------ Provided material

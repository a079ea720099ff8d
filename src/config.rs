//! Configuration for the ingestion pipeline.
//!
//! All stage behaviour is controlled through [`PipelineConfig`], built via
//! [`PipelineConfigBuilder`]. Every worker process builds one config at
//! start-up and passes it by reference into each stage entry point alongside
//! the [`crate::backend::Backends`].

use crate::error::PipelineError;
use crate::model::{DocumentId, EncodingKind, ObjectLocation};
use crate::pipeline::encode::CompressionPolicy;
use crate::pipeline::retry::RetryPolicy;
use crate::progress::PipelineObserver;
use edgequake_llm::LLMProvider;
use serde::{Deserialize, Serialize};
use std::fmt;
use std::sync::Arc;
use std::time::Duration;

/// Configuration shared by intake, conversion and extraction workers.
///
/// # Example
/// ```rust
/// use medingest::PipelineConfig;
///
/// let config = PipelineConfig::builder()
///     .dpi(144)
///     .max_attempts(5)
///     .model("gpt-4.1-mini")
///     .build()
///     .unwrap();
/// ```
#[derive(Clone)]
pub struct PipelineConfig {
    /// Rendering DPI. Range: 72–400. Default: 144.
    ///
    /// Chosen for inference fidelity rather than display: small print on lab
    /// reports stays legible to the model at this density.
    pub dpi: u32,

    /// Cap on the longest rendered edge in pixels. Default: 3000.
    pub max_rendered_pixels: u32,

    /// Lossy-rendition size control used at conversion time.
    pub compression: CompressionPolicy,

    /// Payload ceiling enforced again right before the inference call.
    /// Default: 4.5 MiB.
    ///
    /// May differ from `compression.ceiling_bytes` when the provider limit
    /// changed after a page was converted.
    pub inference_payload_ceiling: usize,

    /// Local retry schedule for throttled inference calls.
    pub retry: RetryPolicy,

    /// Delay the queue waits before redelivering a nacked item. Default: 60 s.
    pub redelivery_delay_ms: u64,

    /// Bytes per page assumed when the page count cannot be parsed.
    /// Default: 100 KiB.
    pub fallback_bytes_per_page: usize,

    /// Storage buckets.
    pub storage: StorageLayout,

    /// LLM model identifier, e.g. "gpt-4.1-mini", "claude-sonnet-4-20250514".
    pub model: Option<String>,

    /// LLM provider name (e.g. "openai", "anthropic").
    /// If None along with `provider`, uses `ProviderFactory::from_env()`.
    pub provider_name: Option<String>,

    /// Pre-constructed LLM provider. Takes precedence over `provider_name`.
    pub provider: Option<Arc<dyn LLMProvider>>,

    /// Sampling temperature. Default: 0.0.
    pub temperature: f32,

    /// Maximum tokens per response. Default: 4096.
    pub max_tokens: usize,

    /// Per-inference-call timeout in seconds. Default: 120.
    pub api_timeout_secs: u64,

    /// Custom system preamble. If None, uses [`crate::prompts::SYSTEM_PREAMBLE`].
    pub system_preamble: Option<String>,

    /// Work items processed at once by [`crate::worker::drain`]. Default: 10.
    pub concurrency: usize,

    /// Receives page-level progress events.
    pub observer: Option<Arc<dyn PipelineObserver>>,
}

impl Default for PipelineConfig {
    fn default() -> Self {
        Self {
            dpi: 144,
            max_rendered_pixels: 3000,
            compression: CompressionPolicy::default(),
            inference_payload_ceiling: CompressionPolicy::DEFAULT_CEILING_BYTES,
            retry: RetryPolicy::default(),
            redelivery_delay_ms: 60_000,
            fallback_bytes_per_page: 100 * 1024,
            storage: StorageLayout::default(),
            model: None,
            provider_name: None,
            provider: None,
            temperature: 0.0,
            max_tokens: 4096,
            api_timeout_secs: 120,
            system_preamble: None,
            concurrency: 10,
            observer: None,
        }
    }
}

impl fmt::Debug for PipelineConfig {
    fn fmt(&self, f: &mut fmt::Formatter<'_>) -> fmt::Result {
        f.debug_struct("PipelineConfig")
            .field("dpi", &self.dpi)
            .field("max_rendered_pixels", &self.max_rendered_pixels)
            .field("compression", &self.compression)
            .field("inference_payload_ceiling", &self.inference_payload_ceiling)
            .field("retry", &self.retry)
            .field("redelivery_delay_ms", &self.redelivery_delay_ms)
            .field("storage", &self.storage)
            .field("model", &self.model)
            .field("provider_name", &self.provider_name)
            .field("provider", &self.provider.as_ref().map(|_| "<dyn LLMProvider>"))
            .field("temperature", &self.temperature)
            .field("max_tokens", &self.max_tokens)
            .field("concurrency", &self.concurrency)
            .field("observer", &self.observer.as_ref().map(|_| "<dyn PipelineObserver>"))
            .finish()
    }
}

impl PipelineConfig {
    /// Create a new builder for `PipelineConfig`.
    pub fn builder() -> PipelineConfigBuilder {
        PipelineConfigBuilder {
            config: Self::default(),
        }
    }

    pub fn redelivery_delay(&self) -> Duration {
        Duration::from_millis(self.redelivery_delay_ms)
    }

    pub fn preamble(&self) -> &str {
        self.system_preamble
            .as_deref()
            .unwrap_or(crate::prompts::SYSTEM_PREAMBLE)
    }
}

/// Buckets used for canonical uploads and page renditions.
#[derive(Debug, Clone, PartialEq, Eq, Serialize, Deserialize)]
pub struct StorageLayout {
    pub documents_bucket: String,
    pub renditions_bucket: String,
}

impl StorageLayout {
    /// Canonical long-term copy of an upload: `documents/{doc}/{filename}`.
    pub fn document_location(&self, document_id: DocumentId, filename: &str) -> ObjectLocation {
        ObjectLocation::new(
            self.documents_bucket.as_str(),
            format!("documents/{document_id}/{filename}"),
        )
    }

    /// `renditions/{doc}/page_{NNNN}.{png|jpg}`. Deterministic, so a retried
    /// conversion overwrites its own earlier output.
    pub fn rendition_location(&self, document_id: DocumentId, ordinal: u32, kind: EncodingKind) -> ObjectLocation {
        ObjectLocation::new(
            self.renditions_bucket.as_str(),
            format!("renditions/{document_id}/page_{ordinal:04}.{}", kind.extension()),
        )
    }
}

impl Default for StorageLayout {
    fn default() -> Self {
        Self {
            documents_bucket: "documents".to_string(),
            renditions_bucket: "renditions".to_string(),
        }
    }
}

/// Builder for [`PipelineConfig`].
#[derive(Debug)]
pub struct PipelineConfigBuilder {
    config: PipelineConfig,
}

impl PipelineConfigBuilder {
    pub fn dpi(mut self, dpi: u32) -> Self {
        self.config.dpi = dpi.clamp(72, 400);
        self
    }

    pub fn max_rendered_pixels(mut self, px: u32) -> Self {
        self.config.max_rendered_pixels = px.max(100);
        self
    }

    pub fn compression(mut self, policy: CompressionPolicy) -> Self {
        self.config.compression = policy;
        self
    }

    pub fn payload_ceiling(mut self, bytes: usize) -> Self {
        self.config.compression.ceiling_bytes = bytes;
        self.config.inference_payload_ceiling = bytes;
        self
    }

    pub fn inference_payload_ceiling(mut self, bytes: usize) -> Self {
        self.config.inference_payload_ceiling = bytes;
        self
    }

    pub fn retry(mut self, policy: RetryPolicy) -> Self {
        self.config.retry = policy;
        self
    }

    pub fn max_attempts(mut self, n: u32) -> Self {
        self.config.retry.max_attempts = n.max(1);
        self
    }

    pub fn backoff(mut self, base_ms: u64, max_ms: u64) -> Self {
        self.config.retry.base_delay_ms = base_ms;
        self.config.retry.max_delay_ms = max_ms;
        self
    }

    pub fn redelivery_delay_ms(mut self, ms: u64) -> Self {
        self.config.redelivery_delay_ms = ms;
        self
    }

    pub fn fallback_bytes_per_page(mut self, bytes: usize) -> Self {
        self.config.fallback_bytes_per_page = bytes.max(1);
        self
    }

    pub fn storage(mut self, layout: StorageLayout) -> Self {
        self.config.storage = layout;
        self
    }

    pub fn model(mut self, model: impl Into<String>) -> Self {
        self.config.model = Some(model.into());
        self
    }

    pub fn provider_name(mut self, name: impl Into<String>) -> Self {
        self.config.provider_name = Some(name.into());
        self
    }

    pub fn provider(mut self, provider: Arc<dyn LLMProvider>) -> Self {
        self.config.provider = Some(provider);
        self
    }

    pub fn temperature(mut self, t: f32) -> Self {
        self.config.temperature = t.clamp(0.0, 2.0);
        self
    }

    pub fn max_tokens(mut self, n: usize) -> Self {
        self.config.max_tokens = n;
        self
    }

    pub fn api_timeout_secs(mut self, secs: u64) -> Self {
        self.config.api_timeout_secs = secs;
        self
    }

    pub fn system_preamble(mut self, preamble: impl Into<String>) -> Self {
        self.config.system_preamble = Some(preamble.into());
        self
    }

    pub fn concurrency(mut self, n: usize) -> Self {
        self.config.concurrency = n.max(1);
        self
    }

    pub fn observer(mut self, observer: Arc<dyn PipelineObserver>) -> Self {
        self.config.observer = Some(observer);
        self
    }

    /// Build the configuration, validating constraints.
    pub fn build(self) -> Result<PipelineConfig, PipelineError> {
        let c = &self.config;
        if c.dpi < 72 || c.dpi > 400 {
            return Err(PipelineError::InvalidConfig(format!(
                "DPI must be 72–400, got {}",
                c.dpi
            )));
        }
        if c.concurrency == 0 {
            return Err(PipelineError::InvalidConfig(
                "Concurrency must be ≥ 1".into(),
            ));
        }
        c.compression.validate()?;
        c.retry.validate()?;
        if c.inference_payload_ceiling == 0 {
            return Err(PipelineError::InvalidConfig(
                "Inference payload ceiling must be > 0".into(),
            ));
        }
        if c.storage.documents_bucket.is_empty() || c.storage.renditions_bucket.is_empty() {
            return Err(PipelineError::InvalidConfig(
                "Storage bucket names must not be empty".into(),
            ));
        }
        Ok(self.config)
    }
}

------------

• What is expected: Could you retype exactly the lines above, starting at the line that contains "LLM provider name" and ending at the line that contains "impl Default for PipelineConfig", and nothing more?

• Answer area:
    /// LLM provider name (e.g. "openai", "anthropic").
    /// If None along with `provider`, uses `ProviderFactory::from_env()`.
    pub provider_name: Option<String>,

    /// Pre-constructed LLM provider. Takes precedence over `provider_name`.
    pub provider: Option<Arc<dyn LLMProvider>>,

    /// Sampling temperature. Default: 0.0.
    pub temperature: f32,

    /// Maximum tokens per response. Default: 4096.
    pub max_tokens: usize,

    /// Per-inference-call timeout in seconds. Default: 120.
    pub api_timeout_secs: u64,

    /// Custom system preamble. If None, uses [`crate::prompts::SYSTEM_PREAMBLE`].
    pub system_preamble: Option<String>,

    /// Work items processed at once by [`crate::worker::drain`]. Default: 10.
    pub concurrency: usize,

    /// Receives page-level progress events.
    pub observer: Option<Arc<dyn PipelineObserver>>,
}

impl Default for PipelineConfig {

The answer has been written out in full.